|# Excl Vagrants:
|# Near Endemics:
|Habitat: Dry lowland forest
ABOUT THE BIRDING
The Jorupe Forest Reserve is an approximately 2 sq. mile remnant of the rapidly disappearing Tumbesian Dry Forest of southern Ecuador. The property is owned by the Jocotoco Foundation, which has recently completed construction on a basic lodge where birders can stay instead of in Macara. The relatively open dry forest is characterized by statuesque Ceiba trees and dense underbrush and thickets. A relatively level trail through the open forest and thickets offers excellent birding opportunities.
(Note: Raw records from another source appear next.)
//! Opt-in strict validation.
//!
//! The builder is permissive: duplicate field names, several `@id` fields,
//! relations to undeclared models, and missing foreign-key fields are all
//! accepted and rendered as-is. The validator reports those cases for
//! callers that want a stricter contract:
//! - No duplicate field names within a model
//! - At most one primary key per model
//! - Relation targets are declared models
//! - Many-to-one relations resolve a backing field

use std::collections::HashSet;

use crate::ast::*;
use crate::error::{SchemaError, SchemaResult};

/// Schema validator for semantic analysis.
#[derive(Debug)]
pub struct Validator {
    /// Collected validation errors.
    errors: Vec<SchemaError>,
}

impl Default for Validator {
    fn default() -> Self {
        Self::new()
    }
}

impl Validator {
    /// Create a new validator.
    pub fn new() -> Self {
        Self { errors: vec![] }
    }

    /// Validate a schema, collecting every problem before failing.
    pub fn validate(&mut self, schema: &Schema) -> SchemaResult<()> {
        self.errors.clear();

        for model in schema.models() {
            self.check_duplicate_fields(model);
            self.check_primary_keys(model);
            self.check_relations(model, schema);
        }

        if self.errors.is_empty() {
            Ok(())
        } else {
            tracing::debug!(count = self.errors.len(), "schema validation failed");
            Err(SchemaError::ValidationFailed {
                count: self.errors.len(),
                errors: std::mem::take(&mut self.errors),
            })
        }
    }

    fn check_duplicate_fields(&mut self, model: &Model) {
        let mut seen = HashSet::new();
        let mut reported = HashSet::new();

        for field in &model.fields {
            let name = field.name();
            if !seen.insert(name) && reported.insert(name) {
                self.errors.push(SchemaError::duplicate(
                    "field",
                    format!("{}.{}", model.name(), name),
                ));
            }
        }
    }

    fn check_primary_keys(&mut self, model: &Model) {
        if model.id_fields().len() > 1 {
            self.errors.push(SchemaError::MultiplePrimaryKeys {
                model: model.name().to_string(),
            });
        }
    }

    fn check_relations(&mut self, model: &Model, schema: &Schema) {
        for relation in &model.relations {
            if !schema.contains_model(&relation.related_model) {
                self.errors.push(SchemaError::UnknownRelationTarget {
                    model: model.name().to_string(),
                    relation: relation.name().to_string(),
                    target: relation.related_model.to_string(),
                });
            }

            // One-to-one without a backing field is the legitimate inverse side.
            if relation.kind == RelationKind::ManyToOne
                && model.backing_field_for(relation).is_none()
            {
                self.errors.push(SchemaError::MissingBackingField {
                    model: model.name().to_string(),
                    relation: relation.name().to_string(),
                });
            }
        }
    }
}

/// Validate a schema with a fresh [`Validator`].
pub fn validate_schema(schema: &Schema) -> SchemaResult<()> {
    Validator::new().validate(schema)
}
//! `prysm print` command - Render a build plan to stdout.

use crate::cli::PrintArgs;
use crate::error::CliResult;
use crate::plan::BuildPlan;

/// Run the print command
///
/// Only the schema text is written to stdout. Degraded relations are
/// reported through the log.
pub fn run(args: PrintArgs) -> CliResult<()> {
    let builder = BuildPlan::load(&args.plan)?.build()?;
    println!("{}", builder.generate_schema_text());
    Ok(())
}
//! Styled terminal output utilities.
//!
//! Status output goes to stdout, errors to stderr.

use owo_colors::OwoColorize;
use prysm_schema::{RenderDiagnostic, SchemaError};

/// Print a header/title
pub fn header(text: &str) {
    println!();
    println!("{}", text.bold().cyan());
    println!("{}", "─".repeat(text.chars().count()).dimmed());
    println!();
}

/// Print a section header
pub fn section(text: &str) {
    println!("{}", text.bold().white());
}

/// Print a key-value pair
pub fn kv(key: &str, value: &str) {
    println!("  {}: {}", key.dimmed(), value);
}

/// Print a success message
pub fn success(text: &str) {
    println!("{} {}", "✔".green().bold(), text.green());
}

/// Print a degraded relation reported by the renderer
pub fn diagnostic(diagnostic: &RenderDiagnostic) {
    println!(
        "{} {}",
        "⚠".yellow().bold(),
        diagnostic.to_string().yellow()
    );
}

/// Print an error message
pub fn error(text: &str) {
    eprintln!("{} {}", "✖".red().bold(), text.red());
}

/// Print a step indicator
pub fn step(current: usize, total: usize, text: &str) {
    println!("{} {}", format!("[{}/{}]", current, total).dimmed(), text);
}

/// Print one rule violation found by the validator
pub fn violation(error: &SchemaError) {
    println!("  {} {}", "✖".red(), error);
}

/// Print a newline
pub fn newline() {
    println!();
}
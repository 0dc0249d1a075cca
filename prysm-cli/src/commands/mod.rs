//! CLI command implementations.

pub mod generate;
pub mod print;
pub mod validate;
pub mod version;
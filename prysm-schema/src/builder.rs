//! Imperative builder for Prysm schemas.
//!
//! [`SchemaBuilder`] owns one [`Schema`] and exposes get-or-create mutation
//! operations on it. Naming a model that does not exist yet creates it, so
//! declarations can arrive in any order and relations may point at models
//! that are declared later.
//!
//! ```rust
//! use prysm_schema::{DefaultValue, RelationKind, ScalarType, SchemaBuilder};
//!
//! let mut builder = SchemaBuilder::new();
//! builder.create_model("User");
//! builder.add_field("User", "id", ScalarType::Int, Some(DefaultValue::ClientGeneratedId), false);
//! builder.set_primary_key("User", "id")?;
//! builder.add_relation("User", "posts", RelationKind::OneToMany, "Post", Some("author"));
//!
//! let text = builder.generate_schema_text();
//! assert!(text.contains("  id Int @id @default(cuid())"));
//! assert!(text.contains("  posts Post[]"));
//! # Ok::<(), prysm_schema::SchemaError>(())
//! ```

use std::path::PathBuf;

use smol_str::SmolStr;
use tracing::{debug, info};

use crate::ast::{DefaultValue, Field, FieldType, Relation, RelationKind, Schema};
use crate::error::{SchemaError, SchemaResult};
use crate::render::{self, Rendered};
use crate::sink::DocumentSink;

/// Builder accumulating model, field, and relation declarations.
#[derive(Debug, Clone, Default)]
pub struct SchemaBuilder {
    schema: Schema,
}

impl SchemaBuilder {
    /// Create a builder with an empty schema.
    pub fn new() -> Self {
        Self::default()
    }

    /// Create a builder continuing from an existing schema.
    pub fn from_schema(schema: Schema) -> Self {
        Self { schema }
    }

    /// Ensure a model exists. Does nothing if it already does.
    pub fn create_model(&mut self, model: &str) {
        let existed = self.schema.contains_model(model);
        self.schema.model_entry(model);
        if !existed {
            debug!(model, "created model");
        }
    }

    /// Append a field to a model, creating the model if needed.
    ///
    /// Fields with an existing name are appended again, not merged.
    pub fn add_field(
        &mut self,
        model: &str,
        field: &str,
        field_type: impl Into<FieldType>,
        default: Option<DefaultValue>,
        is_unique: bool,
    ) {
        let mut def = Field::new(field, field_type);
        def.default = default;
        def.is_unique = is_unique;
        self.add_field_def(model, def);
    }

    /// Append a fully built field to a model, creating the model if needed.
    pub fn add_field_def(&mut self, model: &str, field: Field) {
        debug!(
            model,
            field = %field.name,
            field_type = %field.field_type,
            "added field"
        );
        self.schema.model_entry(model).add_field(field);
    }

    /// Mark a field as the model's primary key.
    ///
    /// The model is created if needed, even when the field lookup fails.
    /// When several fields share the name, the first one is marked.
    pub fn set_primary_key(&mut self, model: &str, field: &str) -> SchemaResult<()> {
        let target = self
            .schema
            .model_entry(model)
            .get_field_mut(field)
            .ok_or_else(|| SchemaError::field_not_found(model, field))?;
        target.is_primary_key = true;
        debug!(model, field, "set primary key");
        Ok(())
    }

    /// Append a relation to a model, creating the model if needed.
    ///
    /// `related_model` is not checked; it may be declared later or never.
    pub fn add_relation(
        &mut self,
        model: &str,
        relation: &str,
        kind: RelationKind,
        related_model: &str,
        inverse_relation: Option<&str>,
    ) {
        let mut def = Relation::new(relation, kind, related_model);
        def.inverse_relation = inverse_relation.map(SmolStr::new);
        self.add_relation_def(model, def);
    }

    /// Append a fully built relation to a model, creating the model if needed.
    ///
    /// Use this with [`Relation::with_backing_field`] to name the
    /// foreign-key field instead of relying on name inference.
    pub fn add_relation_def(&mut self, model: &str, relation: Relation) {
        debug!(
            model,
            relation = %relation.name,
            kind = %relation.kind,
            related = %relation.related_model,
            "added relation"
        );
        self.schema.model_entry(model).add_relation(relation);
    }

    /// Borrow the live schema.
    pub fn schema(&self) -> &Schema {
        &self.schema
    }

    /// Mutably borrow the live schema.
    pub fn schema_mut(&mut self) -> &mut Schema {
        &mut self.schema
    }

    /// Consume the builder, returning the schema.
    pub fn into_schema(self) -> Schema {
        self.schema
    }

    /// Discard every model.
    pub fn reset(&mut self) {
        debug!(models = self.schema.len(), "reset schema");
        self.schema.clear();
    }

    /// Render the schema document.
    pub fn generate_schema_text(&self) -> String {
        render::render_schema(&self.schema)
    }

    /// Render the schema document together with its diagnostics.
    pub fn render(&self) -> Rendered {
        render::render_with_diagnostics(&self.schema)
    }

    /// Render the schema and hand it to `sink` under `tenant_id`.
    ///
    /// Sink failures are returned unchanged.
    pub fn save(&self, sink: &impl DocumentSink, tenant_id: &str) -> SchemaResult<PathBuf> {
        let text = self.generate_schema_text();
        let location = sink.write_document(tenant_id, &text)?;
        info!(tenant = tenant_id, location = %location.display(), "saved schema");
        Ok(location)
    }
}
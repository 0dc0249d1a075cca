//! Field definitions for the Prysm schema AST.

use serde::{Deserialize, Serialize};
use smol_str::SmolStr;

use super::{DefaultValue, FieldType};

/// A scalar field on a model.
#[derive(Debug, Clone, PartialEq, Eq, Serialize, Deserialize)]
pub struct Field {
    /// Field name.
    pub name: SmolStr,
    /// Field type.
    pub field_type: FieldType,
    /// Whether this field is the model's primary key.
    #[serde(default)]
    pub is_primary_key: bool,
    /// Whether the caller declared this field unique.
    #[serde(default)]
    pub is_unique: bool,
    /// Default value generator.
    #[serde(default)]
    pub default: Option<DefaultValue>,
}

impl Field {
    /// Create a new field with no modifiers.
    pub fn new(name: impl Into<SmolStr>, field_type: impl Into<FieldType>) -> Self {
        Self {
            name: name.into(),
            field_type: field_type.into(),
            is_primary_key: false,
            is_unique: false,
            default: None,
        }
    }

    /// Get the field name as a string.
    pub fn name(&self) -> &str {
        self.name.as_str()
    }

    /// Mark the field as primary key.
    pub fn primary_key(mut self) -> Self {
        self.is_primary_key = true;
        self
    }

    /// Mark the field as unique.
    pub fn unique(mut self) -> Self {
        self.is_unique = true;
        self
    }

    /// Set the default value.
    pub fn with_default(mut self, default: DefaultValue) -> Self {
        self.default = Some(default);
        self
    }

    /// Check whether the lowercased name contains `needle`.
    ///
    /// `needle` must already be lowercase.
    pub(crate) fn name_contains_lowercase(&self, needle: &str) -> bool {
        self.name.to_lowercase().contains(needle)
    }
}

impl std::fmt::Display for Field {
    fn fmt(&self, f: &mut std::fmt::Formatter<'_>) -> std::fmt::Result {
        write!(f, "{} {}", self.name, self.field_type)?;
        if self.is_primary_key {
            write!(f, " @id")?;
        }
        if let Some(default) = self.default {
            write!(f, " @default({})", default)?;
        }
        if self.is_unique {
            write!(f, " @unique")?;
        }
        Ok(())
    }
}
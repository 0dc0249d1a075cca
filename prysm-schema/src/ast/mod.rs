//! Abstract Syntax Tree (AST) types for Prysm schemas.
//!
//! This module contains the in-memory data model the builder mutates and
//! the renderer reads.

mod field;
mod model;
mod relation;
mod schema;
mod types;

pub use field::*;
pub use model::*;
pub use relation::*;
pub use schema::*;
pub use types::*;
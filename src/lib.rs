//! # Prysm
//!
//! Build Prisma schema documents from programmatic model declarations.
//!
//! Prysm provides:
//! - An imperative builder for models, fields, and relations
//! - A deterministic renderer with relation-name synthesis and
//!   foreign-key inference
//! - Opt-in strict validation
//! - Document sinks that persist rendered schemas per tenant
//!
//! ## Quick Start
//!
//! ```rust
//! use prysm::prelude::*;
//!
//! let mut builder = SchemaBuilder::new();
//! builder.create_model("User");
//! builder.add_field("User", "id", ScalarType::Int, Some(DefaultValue::ClientGeneratedId), false);
//! builder.set_primary_key("User", "id")?;
//! builder.add_field("User", "email", ScalarType::String, None, true);
//!
//! let schema = builder.generate_schema_text();
//! assert!(schema.contains("model User {"));
//! assert!(schema.contains("  email String @unique"));
//! # Ok::<(), prysm::SchemaError>(())
//! ```

#![cfg_attr(docsrs, feature(doc_cfg))]
#![deny(missing_docs)]
#![deny(rustdoc::broken_intra_doc_links)]

/// Schema model, builder, and renderer.
pub mod schema {
    pub use prysm_schema::*;
}

/// Prelude module for convenient imports.
pub mod prelude {
    pub use crate::schema::{
        DefaultValue, DocumentSink, FieldType, FileSink, PrysmConfig, Relation, RelationKind,
        ScalarType, Schema, SchemaBuilder, validate_schema,
    };
}

// Re-export key types at the crate root
pub use schema::{Schema, SchemaBuilder, SchemaError};
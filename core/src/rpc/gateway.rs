//! Server side of the control surface.
//!
//! Strips the configured prefix from a qualified method name, decodes the
//! params, calls the matching `VisorApi` operation and wraps the outcome in
//! a reply envelope. Errors keep their kind across the wire.

use super::wire::RpcResponse;
use super::{ChannelError, RpcChannel};
use crate::identity::PubKey;
use crate::routing::{RouteId, RoutingRule};
use crate::transport::TransportId;
use crate::visor::types::{AddTransportIn, AppLogsRequest, SetAutoStartIn, TransportsIn};
use crate::visor::VisorApi;
use crate::{Result, VisorError};
use serde::de::DeserializeOwned;
use serde::Serialize;
use serde_json::Value;
use std::sync::Arc;
use tracing::{debug, warn};

pub struct RpcGateway {
    prefix: String,
    api: Arc<dyn VisorApi>,
}

impl RpcGateway {
    pub fn new(prefix: impl Into<String>, api: Arc<dyn VisorApi>) -> Self {
        Self {
            prefix: prefix.into(),
            api,
        }
    }

    pub fn prefix(&self) -> &str {
        &self.prefix
    }

    /// Handle one call. Never fails: errors travel inside the reply.
    pub fn handle(&self, method: &str, params: Value) -> RpcResponse {
        debug!("rpc call {}", method);
        match self.dispatch(method, params) {
            Ok(result) => RpcResponse::ok(result),
            Err(err) => {
                warn!("rpc call {} failed: {}", method, err);
                RpcResponse::err(err)
            }
        }
    }

    fn dispatch(&self, method: &str, params: Value) -> Result<Value> {
        let op = method
            .strip_prefix(self.prefix.as_str())
            .and_then(|rest| rest.strip_prefix('.'))
            .ok_or_else(|| VisorError::UnknownMethod(method.to_string()))?;
        let api = self.api.as_ref();

        match op {
            "Summary" => reply(api.summary()?),
            "Health" => reply(api.health()?),
            "Uptime" => reply(api.uptime()?),

            "Apps" => reply(api.apps()?),
            "StartApp" => {
                let name: String = decode(params)?;
                reply(api.start_app(&name)?)
            }
            "StopApp" => {
                let name: String = decode(params)?;
                reply(api.stop_app(&name)?)
            }
            "SetAutoStart" => {
                let req: SetAutoStartIn = decode(params)?;
                reply(api.set_auto_start(&req.app_name, req.auto_start)?)
            }
            "SetSocksPassword" => {
                let password: String = decode(params)?;
                reply(api.set_socks_password(&password)?)
            }
            "SetSocksClientPK" => {
                let pk: PubKey = decode(params)?;
                reply(api.set_socks_client_pk(pk)?)
            }
            "LogsSince" => {
                let req: AppLogsRequest = decode(params)?;
                reply(api.logs_since(req.time_stamp, &req.app_name)?)
            }

            "TransportTypes" => reply(api.transport_types()?),
            "Transports" => {
                let req: TransportsIn = decode(params)?;
                reply(api.transports(&req.filter_types, &req.filter_pub_keys, req.show_logs)?)
            }
            "Transport" => {
                let tid: TransportId = decode(params)?;
                reply(api.transport(tid)?)
            }
            "AddTransport" => {
                let req: AddTransportIn = decode(params)?;
                reply(api.add_transport(req.remote_pk, &req.tp_type, req.public, req.timeout)?)
            }
            "RemoveTransport" => {
                let tid: TransportId = decode(params)?;
                reply(api.remove_transport(tid)?)
            }
            "DiscoverTransportsByPK" => {
                let pk: PubKey = decode(params)?;
                reply(api.discover_transports_by_pk(pk)?)
            }
            "DiscoverTransportByID" => {
                let id: TransportId = decode(params)?;
                reply(api.discover_transport_by_id(id)?)
            }

            "RoutingRules" => reply(api.routing_rules()?),
            "RoutingRule" => {
                let key: RouteId = decode(params)?;
                reply(api.routing_rule(key)?)
            }
            "SaveRoutingRule" => {
                let rule: RoutingRule = decode(params)?;
                reply(api.save_routing_rule(rule)?)
            }
            "RemoveRoutingRule" => {
                let key: RouteId = decode(params)?;
                reply(api.remove_routing_rule(key)?)
            }
            "RouteGroups" => reply(api.route_groups()?),

            "Restart" => reply(api.restart()?),
            "Exec" => {
                let command: String = decode(params)?;
                reply(api.exec(&command)?)
            }
            "Update" => reply(api.update()?),
            "UpdateAvailable" => reply(api.update_available()?),

            _ => Err(VisorError::UnknownMethod(method.to_string())),
        }
    }
}

/// In-process channel: calls go straight to the gateway
impl RpcChannel for RpcGateway {
    fn call(&self, method: &str, params: Value) -> std::result::Result<RpcResponse, ChannelError> {
        Ok(self.handle(method, params))
    }
}

fn decode<T: DeserializeOwned>(params: Value) -> Result<T> {
    serde_json::from_value(params).map_err(|e| VisorError::InvalidParams(e.to_string()))
}

fn reply<T: Serialize>(value: T) -> Result<Value> {
    serde_json::to_value(value).map_err(|e| VisorError::Internal(e.to_string()))
}
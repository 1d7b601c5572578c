// App log store seam

use crate::Result;
use parking_lot::RwLock;
use std::time::SystemTime;

pub trait LogStore: Send + Sync {
    /// Log lines recorded strictly after `since`, oldest first
    fn logs_since(&self, since: SystemTime) -> Result<Vec<String>>;
}

/// Log store kept in memory
#[derive(Default)]
pub struct MemoryLogStore {
    lines: RwLock<Vec<(SystemTime, String)>>,
}

impl MemoryLogStore {
    pub fn new() -> Self {
        Self::default()
    }

    pub fn store(&self, at: SystemTime, line: impl Into<String>) {
        self.lines.write().push((at, line.into()));
    }

    pub fn len(&self) -> usize {
        self.lines.read().len()
    }

    pub fn is_empty(&self) -> bool {
        self.lines.read().is_empty()
    }
}

impl LogStore for MemoryLogStore {
    fn logs_since(&self, since: SystemTime) -> Result<Vec<String>> {
        let mut matching: Vec<(SystemTime, String)> = self
            .lines
            .read()
            .iter()
            .filter(|(at, _)| *at > since)
            .cloned()
            .collect();
        matching.sort_by_key(|(at, _)| *at);
        Ok(matching.into_iter().map(|(_, line)| line).collect())
    }
}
A primary target bird found in the reserve is the highly threatened endemic Henna-hooded Foliage-gleaner. A specialty bird of southern Ecuador and northern Peru, the White-tailed Jay, is quite common. Other notable birds regularly seen in the reserve include Gray-cheeked Parakeet, most commonly seen flying overhead, Ecuadorian Trogon, Ecuadorian Piculet, Blackish-headed Spinetail, Rufous-necked Foliage-gleaner, Red-billed Scythebill, Chapman's Antshrike, Baird's Flycatcher, Slaty Becard, Ecuadorian Thrush, Bay-crowned Brush-Finch, White-winged Brush-Finch, and White-headed Brush-Finch. The reserve is an excellent place to find Watkin's Antpitta, a difficult to see near-endemic antpitta found only in southern Ecuador and northwestern Peru.
LOCATION OF SITE
The Jorupe Forest Reserve is located a few kilometers east of Sozorango not far north of the Ecuador-Peru border. It's about a half hour drive from Macara to the reserve.